Quando me mudei para o campo, decidi fazer uma horta.
Comprei sementes e tudo e mais alguma coisa, desde melões a flores. Semeei em pequenos recipientes e em tabuleiros, com uma camada rasa de terra ou com algodão húmido.
Alegrei-me com a velocidade com que os agriões cresciam. Esqueci-me os nomes das sementes que plantei.
Veio a chuva e arrasou com quase tudo.
Sobreviveram as beterrabas, as courgettes, os pepinos, o feijão e o grão.
Assim que a chuva parou, achei que era altura de plantar na terra. Queria plantar uma horta bonita, com os carreirinhos bem alinhados, daquelas que dá gosto ver. Tentei. O resultado foi uma horta mal amanhada e sem carreiros definidos.
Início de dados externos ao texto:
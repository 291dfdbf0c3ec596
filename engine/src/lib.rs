//! `layer0-engine` — deterministic transaction executor for the Layer0 hub chain.
//!
//! This crate implements the state transition function:
//! `f(ledger, height, ordered_txs) → (ledger', tx_results, app_hash)`
//!
//! It processes blocks transaction-by-transaction. Each transaction is
//! decoded, validated and applied on its own; a rejected transaction leaves
//! the ledger untouched but never aborts the block.
//!
//! ## Architecture
//!
//! - [`validation`] — fee floor and field checks, plus the `CheckTx` pre-filter
//! - [`executor`] — single-transaction apply with fee settlement
//! - [`block::BlockExecutor`] — top-level block execution entry point

pub mod validation;
pub mod executor;
pub mod block;

// Re-export key types for convenience
pub use block::BlockExecutor;
pub use executor::apply_transaction;
pub use validation::check_transaction;
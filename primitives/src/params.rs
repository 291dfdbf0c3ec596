//! Chain parameters and fee-split arithmetic.
//!
//! Fees are split in basis points: `burn = fee * fee_burn_bps / 10000`
//! (integer, truncating toward zero) is destroyed, and the remainder
//! `fee - burn` is credited to the treasury. `fee_treasury_bps` is recorded
//! for reference only; the treasury share is always the remainder.

use serde::{Deserialize, Serialize};
use thiserror::Error;

use crate::types::{Amount, BPS_DENOMINATOR};

/// Economic parameters of the chain.
///
/// Fields missing from a serialized form take their default values.
#[derive(Debug, Clone, Copy, PartialEq, Eq, Serialize, Deserialize)]
#[serde(default)]
pub struct ChainParams {
    /// Minimum admissible fee per transaction.
    pub fee_base: Amount,
    /// Basis points of each fee that are burned.
    pub fee_burn_bps: i64,
    /// Basis points of each fee credited to the treasury.
    pub fee_treasury_bps: i64,
}

impl Default for ChainParams {
    fn default() -> Self {
        Self {
            fee_base: 1,
            fee_burn_bps: 7000,
            fee_treasury_bps: 3000,
        }
    }
}

/// How a single fee was divided.
#[derive(Debug, Clone, Copy, PartialEq, Eq, Default)]
pub struct FeeSplit {
    /// Portion destroyed. Credited to no account.
    pub burned: Amount,
    /// Portion added to the treasury.
    pub to_treasury: Amount,
}

/// Parameter set violates a static constraint.
#[derive(Debug, Clone, PartialEq, Eq, Error)]
pub enum ParamsError {
    #[error("basis points must be non-negative")]
    NegativeBps,

    #[error("fee_burn_bps + fee_treasury_bps = {0} exceeds 10000")]
    BpsExceedsWhole(i64),
}

impl ChainParams {
    /// Split `fee` into burned and treasury portions.
    ///
    /// The product is computed in i128 so large fees cannot overflow.
    pub fn split_fee(&self, fee: Amount) -> FeeSplit {
        let burned =
            (fee as i128 * self.fee_burn_bps as i128 / BPS_DENOMINATOR as i128) as Amount;
        FeeSplit {
            burned,
            to_treasury: fee - burned,
        }
    }

    /// Check `fee_burn_bps + fee_treasury_bps <= 10000`.
    ///
    /// Not enforced on the execution path; the fee split is well defined
    /// for any parameter values.
    pub fn validate(&self) -> Result<(), ParamsError> {
        if self.fee_burn_bps < 0 || self.fee_treasury_bps < 0 {
            return Err(ParamsError::NegativeBps);
        }
        let total = self.fee_burn_bps.saturating_add(self.fee_treasury_bps);
        if total > BPS_DENOMINATOR {
            return Err(ParamsError::BpsExceedsWhole(total));
        }
        Ok(())
    }
}
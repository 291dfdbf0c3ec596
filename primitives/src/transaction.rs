//! Typed transactions and their JSON wire form.
//!
//! ## Wire Format
//!
//! ```text
//! { "type": "transfer", "from": "alice", "to": "bob", "amount": 100, "fee": 10 }
//! { "type": "delegate", "delegator": "alice", "validator": "v1", "amount": 500, "fee": 5 }
//! ```
//!
//! The wire form is permissive: absent fields (or explicit `null`) take
//! zero/empty defaults and unknown fields are ignored. Field completeness
//! is checked by the executor, not here.

use serde::{Deserialize, Deserializer, Serialize};

use crate::types::{AccountId, Amount};

/// Wire tag for transfers.
pub const KIND_TRANSFER: &str = "transfer";

/// Wire tag for delegations.
pub const KIND_DELEGATE: &str = "delegate";

/// A decoded transaction.
///
/// `Unrecognized` carries payloads whose `type` tag names no known kind.
/// They decode successfully (so `CheckTx` can admit them on fee alone) and
/// are rejected by the executor.
#[derive(Debug, Clone, PartialEq, Eq)]
pub enum Transaction {
    /// Move `amount` from `from` to `to`.
    Transfer {
        from: AccountId,
        to: AccountId,
        amount: Amount,
        fee: Amount,
    },
    /// Stake `amount` of `delegator`'s balance on `validator`.
    Delegate {
        delegator: AccountId,
        validator: AccountId,
        amount: Amount,
        fee: Amount,
    },
    /// Any other `type` tag.
    Unrecognized { kind: String, fee: Amount },
}

impl Transaction {
    /// Fee offered by this transaction. Common to every variant.
    pub fn fee(&self) -> Amount {
        match self {
            Self::Transfer { fee, .. }
            | Self::Delegate { fee, .. }
            | Self::Unrecognized { fee, .. } => *fee,
        }
    }

    /// Wire tag of this transaction.
    pub fn kind(&self) -> &str {
        match self {
            Self::Transfer { .. } => KIND_TRANSFER,
            Self::Delegate { .. } => KIND_DELEGATE,
            Self::Unrecognized { kind, .. } => kind,
        }
    }
}

/// Flat JSON representation shared by every transaction kind.
#[derive(Debug, Clone, Default, PartialEq, Eq, Serialize, Deserialize)]
#[serde(default)]
pub struct TxPayload {
    #[serde(rename = "type", deserialize_with = "null_as_default")]
    pub kind: String,

    #[serde(skip_serializing_if = "String::is_empty", deserialize_with = "null_as_default")]
    pub from: String,
    #[serde(skip_serializing_if = "String::is_empty", deserialize_with = "null_as_default")]
    pub to: String,
    #[serde(skip_serializing_if = "is_zero", deserialize_with = "null_as_default")]
    pub amount: Amount,

    #[serde(skip_serializing_if = "String::is_empty", deserialize_with = "null_as_default")]
    pub delegator: String,
    #[serde(skip_serializing_if = "String::is_empty", deserialize_with = "null_as_default")]
    pub validator: String,

    #[serde(deserialize_with = "null_as_default")]
    pub fee: Amount,
}

fn is_zero(v: &Amount) -> bool {
    *v == 0
}

fn null_as_default<'de, D, T>(deserializer: D) -> Result<T, D::Error>
where
    D: Deserializer<'de>,
    T: Default + Deserialize<'de>,
{
    Ok(Option::<T>::deserialize(deserializer)?.unwrap_or_default())
}

impl From<TxPayload> for Transaction {
    fn from(p: TxPayload) -> Self {
        match p.kind.as_str() {
            KIND_TRANSFER => Self::Transfer {
                from: p.from,
                to: p.to,
                amount: p.amount,
                fee: p.fee,
            },
            KIND_DELEGATE => Self::Delegate {
                delegator: p.delegator,
                validator: p.validator,
                amount: p.amount,
                fee: p.fee,
            },
            _ => Self::Unrecognized {
                kind: p.kind,
                fee: p.fee,
            },
        }
    }
}

impl From<&Transaction> for TxPayload {
    fn from(tx: &Transaction) -> Self {
        match tx {
            Transaction::Transfer {
                from,
                to,
                amount,
                fee,
            } => Self {
                kind: KIND_TRANSFER.into(),
                from: from.clone(),
                to: to.clone(),
                amount: *amount,
                fee: *fee,
                ..Self::default()
            },
            Transaction::Delegate {
                delegator,
                validator,
                amount,
                fee,
            } => Self {
                kind: KIND_DELEGATE.into(),
                delegator: delegator.clone(),
                validator: validator.clone(),
                amount: *amount,
                fee: *fee,
                ..Self::default()
            },
            Transaction::Unrecognized { kind, fee } => Self {
                kind: kind.clone(),
                fee: *fee,
                ..Self::default()
            },
        }
    }
}
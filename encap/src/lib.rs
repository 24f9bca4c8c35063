//! EtherNet/IP encapsulation: the 24-byte header every TCP/UDP command
//! carries, session bookkeeping, and the randomized-delay ListIdentity
//! scheduling required of UDP broadcast/multicast replies.

mod delay;
mod header;
mod session;

pub use delay::{pick_delay, DelayQueue, PendingReply};
pub use header::{BigHeader, EncapCommand, EncapHeader, EncapStatus};
pub use session::{RegisterError, SessionTable};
Mas, para já, as plantas não morreram, alguns feijoeiros até cresceram bastante.
Amanhã vou plantar na terra as cenouras e o alho francês.
Cá para mim, esta horta ainda vai dar frutos, perdão, legumes!

1 comentário:

gab disse...

A coisa da agricultura não é assim imediata, eu ainda sei. Há tempos, épocas, procedimentos, enfim, é um mundo. Que se vai descobrindo aos poucos. Boas sementeiras!